Nutrition can play a significant role in recovering from cancer: An Interview with Oncology Dietitian Natalie Ledesma, MS, RD, CSO

Nutrition can play a significant role in recovering from cancer, but the challenges in realizing that potential are many. At issue are scientific complexity and potential credibility issues – the terrain within the body and the terrain without.

Oncology dietitian Natalie Ledesma, MS, RD, CSO, recently discussed the importance of building trust, credibility, and unity with patients. This is important in many contexts, from the initial education to the day-to-day work.

Education

Initial educational choices are about giving oneself the educational foundation and also about establishing credibility. There are many pathways that a nutrition professional can take, and many that will work at least some of the time, in some settings.

Ledesma knew she wasn’t a traditionalist. She knew she wanted to push the envelope. But one can have a conventional background and still push the envelope. Ledesma pursued the Registered Dietitian pathway. Some nutrition professionals who take alternative paths are very knowledgeable, she notes, but it can be a challenge for them to establish themselves within the healthcare community. With her RD background, she’s more likely to be trusted than if someone without the background were pushing the envelope.

Ledesma has a master’s degree, but this, and the dietetic internship that followed, were just steps along the way. It takes a strong science background to understand the metabolic pathways that a particular cancer uses. Despite burgeoning knowledge, there is much to learn about why a treatment might work for one person but not another. Ledesma is a Board Certified Specialist in Oncology Nutrition as well as an RD. She continues to read journal articles. She continues to seek out new knowledge and research. She doesn’t think “Okay, now I have it,” even after 19 years of study– something she stresses that practitioners can do whatever their educational background.

Ledesma is a member of Dietitians in Integrative and Functional Medicine, a practice group of the Academy of Nutrition and Dietetics. The group is 4,000 strong.

Entering the Field

Having a credential doesn’t automatically translate into having a large role in the treatment process. Some physicians are more open to integrative nutrition than others. There was a point early in her career where Ledesma needed to prove herself as a knowledgeable practitioner – and do so repeatedly– in order to provide care. She found herself working with physicians who were very research-based and, like her, wanted to expand their knowledge base. Nutrition, though, was not their area of expertise. At the beginning she needed to cite a lot of research.

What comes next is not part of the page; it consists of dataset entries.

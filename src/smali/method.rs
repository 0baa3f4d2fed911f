//! Locating methods inside a text unit

use super::line::LineKind;
use super::signature::MethodDecl;
use super::unit::TextUnit;

/// Line range of one method
///
/// `start` is the `.method` line, `end` the matching `.end method` line or
/// the unit length when the block is never closed.
#[derive(Clone, Copy, Debug, PartialEq, Eq)]
pub struct MethodSpan {
    pub start: usize,
    pub end: usize,
}

impl MethodSpan {
    /// Body lines, exclusive of the declaration and `.end method`
    pub fn body(&self) -> std::ops::Range<usize> {
        self.start + 1..self.end
    }

    pub fn decl<'u>(&self, unit: &'u TextUnit) -> Option<MethodDecl<'u>> {
        MethodDecl::parse(unit.line(self.start))
    }
}

/// Find the first method named exactly `name`
///
/// Overloads are not distinguished; the first declaration in file order
/// wins.
pub fn find_method(unit: &TextUnit, name: &str) -> Option<MethodSpan> {
    let start = unit
        .lines()
        .iter()
        .position(|line| MethodDecl::parse(line).is_some_and(|decl| decl.name == name))?;
    Some(MethodSpan {
        start,
        end: method_end(unit, start),
    })
}

/// Every method declared in the unit, in file order
pub fn methods(unit: &TextUnit) -> Vec<MethodSpan> {
    let mut spans = Vec::new();
    let mut idx = 0;
    while idx < unit.len() {
        if LineKind::of(unit.line(idx)).is_directive(".method") {
            let end = method_end(unit, idx);
            spans.push(MethodSpan { start: idx, end });
            idx = end;
        }
        idx += 1;
    }
    spans
}

fn method_end(unit: &TextUnit, start: usize) -> usize {
    unit.lines()[start + 1..]
        .iter()
        .position(|line| LineKind::of(line).is_end_of("method"))
        .map_or(unit.len(), |offset| start + 1 + offset)
}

There came a point where her professional judgment was trusted and she could get more quickly to the business of patient care. There came a point where she was also seeing referrals.

Dietitians who are working in team settings typically do need to win over physicians. Some nutritionists, Ledesma realizes, face greater challenges than she did. It’s not all a matter of geography. The process of establishing oneself depends on the individual physician. One can find nutrition-savvy doctors in small towns. One can run into issues, still, in San Francisco. Ledesma notes that once a dietitian builds trust with one physician on a team, things get easier.

While Ledesma supports including more food knowledge in the medical school curriculum, she believes it is far more important how open physicians are to complementary approaches than how knowledgeable they themselves are.

In the Field

Ledesma continues to integrate science and people skills in her day-to-day work with patients at Smith Integrative Oncology. It is important to have very detailed information about a patient’s physical status. Blood sugar, inflammation, nutritional status: It’s all in a day’s work. Ledesma works to place abnormal markers within context. While one may sometimes need to “bandaid” a deficiency of some sort, it’s important to seek out the underlying pattern.

It is also important to assess a patient’s emotional status and level of overwhelm. Cancer patients go through a sort of “mini medical school”, Ledesma notes, and they do so at a time when they are reeling from the diagnosis itself.

Ledesma’s clients are, by and large, people who already know the basics about nutrition. They know to choose broccoli over Pop Tarts. Some are trying to do too much. They will need to scale back on the number of supplements if they’re feeling nauseous.

If someone did not have healthy habits prior to cancer diagnosis, Ledesma may need to focus on only one or two goals at the onset. Again, this is so as not to overwhelm: this time on an emotional level, not a physical one. After trust is established, more can be added.

How often does Ledesma wish to see a client? This depends on their needs. At the beginning, visits may be scheduled every week or two. If the initial battle is won, appointments may eventually decrease to once or twice a year. Sometimes Ledesma touches base with clients through electronic means. This can help them keep costs down. Flexibility is crucial, she says.

Cancer isn’t something that one fights one time and then forgets. It is important to maintain that healthy body terrain, but client motivation tends to ebb and wane. Ledesma, who has an undergraduate degree in psychology, notes that motivational interviewing can be useful. This is a counseling technique used to keep people focused on their own goals.

An oncology nutritionist knows a lot about biological pathways – but doesn’t reduce people to them.